Schedule:
Saturday, January 19, 2019: 8:00 AM-9:30 AM
Golden Gate 7, Lobby Level (Hilton San Francisco)
Cluster: Health (H)
Symposium Organizer:
Jessica Pac, MPA, Columbia University
Family stability is a protective asset that buffers against environmental insults – such as financial instability, household violence, neighborhood crime, drug use, and impoverishment -- and is critical in overcoming the grand challenges of social work. Unequal access to affordable health insurance is a driving force of inequality in the U.S. that only exacerbates these insults, producing cumulative and pronounced disadvantage. In 2014, the Affordable Care Act offered states the opportunity to expand their Medicaid programs to include all low-income adults under 138% of the Federal Poverty Level (FPL). A little over half of states have expanded, while the other states continue to debate the merit of doing so. In a randomized experiment, Medicaid was found to increase healthcare utilization, improve overall health, reduce depression, and increase financial stability. Accordingly, the aim of this symposium is to examine additional positive benefits of Medicaid that have strong implications for family and household stability: Housing Evictions, Addiction, Child Maltreatment, and Poverty. Our findings intersect three prominent grand challenges -- closing the health gap, ensure healthy development, and reduce extreme economic inequality -- and are discussed in light of the current Medicaid policy debates concerning efforts to further restrict access to Medicaid through work requirements, drug testing, or reducing benefits. Importantly, we provide new evidence to legislators in the 18 states that have yet to expand Medicaid as to the breadth of social improvements observed in the adopting states.

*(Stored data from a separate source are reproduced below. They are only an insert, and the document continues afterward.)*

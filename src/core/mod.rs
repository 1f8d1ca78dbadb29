pub mod csv;
pub mod export;
pub mod extract;
pub mod filter;
pub mod ingest;
pub mod json;
pub mod parser;

pub use crate::domain::model::{ExportFormat, FilterState, ParseOutcome, Record, Value};
pub use crate::domain::ports::{FileSink, FileSource};
pub use crate::utils::error::Result;
use clap::Parser;
use ndjson_parser::core::filter::filter_by_key;
use ndjson_parser::utils::{logger, validation::Validate};
use ndjson_parser::{
    CliConfig, ExportPipeline, FilterState, IngestionPipeline, LocalFileSink, LocalFileSource,
    ParseOutcome,
};

#[tokio::main]
async fn main() -> anyhow::Result<()> {
    let config = CliConfig::parse();

    logger::init_cli_logger(config.verbose);

    tracing::info!("Starting ndjson-parser CLI");
    if config.verbose {
        tracing::debug!("CLI config: {:?}", config);
    }

    if let Err(e) = config.validate() {
        tracing::error!("Configuration validation failed: {}", e);
        eprintln!("❌ {}", e);
        std::process::exit(1);
    }

    let ingestion = IngestionPipeline::new(LocalFileSource::new());
    let records = match ingestion.run(&config.input).await {
        ParseOutcome::Success(records) => {
            tracing::info!("Parsed {} records from {}", records.len(), config.input);
            records
        }
        ParseOutcome::Error(message) => {
            tracing::error!("Parse failed: {}", message);
            eprintln!("❌ {}", message);
            std::process::exit(1);
        }
    };

    // The filter always runs over the full parsed sequence.
    let mut filter = FilterState::default();
    if let Some(key) = config.filter_key.clone() {
        filter.apply(key, config.filter_value.clone());
    }
    let display = if filter.active {
        let filtered = filter_by_key(&records, &filter.key, filter.value.as_deref());
        tracing::info!("Filter matched {} of {} records", filtered.len(), records.len());
        filtered
    } else {
        records
    };

    let export = ExportPipeline::new(LocalFileSink::new(config.output_path.clone()));
    match export
        .run(&display, config.format, config.file_name.as_deref())
        .await
    {
        Ok(destination) => {
            tracing::info!("Export completed: {}", destination);
            println!("✅ Exported {} records", display.len());
            println!("📁 Output saved to: {}", destination);
        }
        Err(e) => {
            tracing::error!("Export failed: {}", e);
            eprintln!("❌ {}", e);
            std::process::exit(1);
        }
    }

    Ok(())
}
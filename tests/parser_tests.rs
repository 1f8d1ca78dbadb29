use ndjson_parser::core::parser::parse_text;
use ndjson_parser::{ParseOutcome, Value};

fn expect_success(outcome: ParseOutcome) -> Vec<ndjson_parser::Record> {
    match outcome {
        ParseOutcome::Success(records) => records,
        ParseOutcome::Error(message) => panic!("expected success, got error: {}", message),
    }
}

fn expect_error(outcome: ParseOutcome) -> String {
    match outcome {
        ParseOutcome::Error(message) => message,
        ParseOutcome::Success(records) => {
            panic!("expected error, got {} records", records.len())
        }
    }
}

#[test]
fn test_parses_one_object_per_line() {
    let input = "{\"name\": \"John\", \"age\": 30}\n{\"name\": \"Jane\", \"age\": 25}";
    let records = expect_success(parse_text(input));

    assert_eq!(records.len(), 2);
    assert_eq!(records[0].get("name"), Some(&Value::Str("John".into())));
    assert_eq!(records[0].get("age"), Some(&Value::Int(30)));
    assert_eq!(records[1].get("name"), Some(&Value::Str("Jane".into())));
}

#[test]
fn test_preserves_record_and_field_order() {
    let input = "{\"b\": 1, \"a\": 2}\n{\"z\": 3}";
    let records = expect_success(parse_text(input));

    let names: Vec<&str> = records[0].field_names().collect();
    assert_eq!(names, vec!["b", "a"]);
    assert_eq!(records[1].field_names().collect::<Vec<_>>(), vec!["z"]);
}

#[test]
fn test_keeps_trimmed_source_line() {
    let input = "   {\"a\": 1}   ";
    let records = expect_success(parse_text(input));
    assert_eq!(records[0].source_line, "{\"a\": 1}");
}

#[test]
fn test_blank_lines_are_skipped() {
    let input = "{\"a\": 1}\n\n   \n{\"b\": 2}\n";
    let records = expect_success(parse_text(input));
    assert_eq!(records.len(), 2);
}

#[test]
fn test_trailing_line_without_terminator() {
    let input = "{\"a\": 1}\n{\"b\": 2}";
    let records = expect_success(parse_text(input));
    assert_eq!(records.len(), 2);
}

#[test]
fn test_valid_lines_survive_invalid_neighbors() {
    let input = "not json\n{\"a\": 1}\n[1, 2, 3]\n{}\n{\"b\": 2}";
    let records = expect_success(parse_text(input));
    assert_eq!(records.len(), 2);
    assert_eq!(records[0].get("a"), Some(&Value::Int(1)));
    assert_eq!(records[1].get("b"), Some(&Value::Int(2)));
}

#[test]
fn test_empty_input_is_an_error() {
    let message = expect_error(parse_text(""));
    assert_eq!(message, "File is empty or contains no valid JSON objects.");
}

#[test]
fn test_whitespace_only_input() {
    let message = expect_error(parse_text("   \n  \n"));
    assert_eq!(
        message,
        "Failed to parse any valid JSON lines. Check file format."
    );
}

#[test]
fn test_empty_object_is_rejected() {
    let message = expect_error(parse_text("{}"));
    assert!(message.contains("Empty JSON object"), "got: {}", message);
    assert!(message.contains("Line 1"), "got: {}", message);
}

#[test]
fn test_non_object_line_is_rejected() {
    let message = expect_error(parse_text("[1, 2, 3]"));
    assert!(
        message.contains("Not a valid JSON object"),
        "got: {}",
        message
    );
}

#[test]
fn test_error_messages_are_capped_at_five() {
    let input = (1..=10)
        .map(|i| format!("invalid{}", i))
        .collect::<Vec<_>>()
        .join("\n");
    let message = expect_error(parse_text(&input));

    assert!(message.starts_with("Failed to parse file. Errors:\n"));
    assert!(message.contains("Line 1:"));
    assert!(message.contains("Line 5:"));
    assert!(!message.contains("Line 6:"));
    assert!(message.contains("... and"), "got: {}", message);
    assert!(message.contains("more errors"), "got: {}", message);
    assert!(message.ends_with("... and 5 more errors"), "got: {}", message);
}

#[test]
fn test_few_errors_are_not_truncated() {
    let message = expect_error(parse_text("bad1\nbad2"));
    assert!(message.contains("Line 1:"));
    assert!(message.contains("Line 2:"));
    assert!(!message.contains("more errors"));
}

#[test]
fn test_line_numbers_count_blank_and_failed_lines() {
    let message = expect_error(parse_text("\n\nbad"));
    assert!(message.contains("Line 3:"), "got: {}", message);
}

#[test]
fn test_value_extraction_through_parse() {
    let input = "{\"price\": 100.0, \"tax\": 29.99, \"ok\": true, \"gone\": null, \
                 \"tags\": [\"a\", \"b\"], \"meta\": {\"k\": 1}}";
    let records = expect_success(parse_text(input));
    let record = &records[0];

    assert_eq!(record.get("price"), Some(&Value::Int(100)));
    assert_eq!(record.get("tax"), Some(&Value::Float(29.99)));
    assert_eq!(record.get("ok"), Some(&Value::Bool(true)));
    assert_eq!(record.get("gone"), Some(&Value::Null));
    assert_eq!(record.get("tags"), Some(&Value::Raw("[\"a\",\"b\"]".into())));
    assert_eq!(record.get("meta"), Some(&Value::Raw("{\"k\":1}".into())));
}
// Domain layer: core models and ports (interfaces). No I/O here.

pub mod model;
pub mod ports;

The first paper estimates the effect of early ACA Medicaid expansion in California on per-county per-month housing evictions using a commercial database of 15 states, approximately 24 months before and 24 months after the 2011-2012 insurance expansion. The results suggest 60 fewer evictions per county month after Medicaid expansion, from a previous mean of 177 per county-month, resulting in a reduction of about 9 evictions per 1000 new enrollees per year. The second paper assesses change in insurance coverage for addiction treatment after Medicaid's expansion in 2014. The findings indicate that Medicaid expansion was associated with a 14-point decrease in the percentage of uninsured patients in addiction treatment. The third paper estimates the effect of access to Medicaid on child maltreatment measured as CPS reports and substantiation rate using administrative CPS report data. Findings suggest that Medicaid significantly reduces the number of maltreatment reports by up to 14.31 per month and increases the substantiation rate by 1.02 percentage points. The fourth paper examines the role of Medicaid coverage in reducing the national poverty burden. We find that the ACA expansion significantly reduced the rate of poverty by 1.07 percentage points. Additionally, we find that the program's anti-poverty impact grew over the past decade independently of expansion by shielding beneficiaries from growing out-of-pocket costs. These combined results demonstrate that Medicaid policy is an important consideration when considering objectives to increase family stability and safety.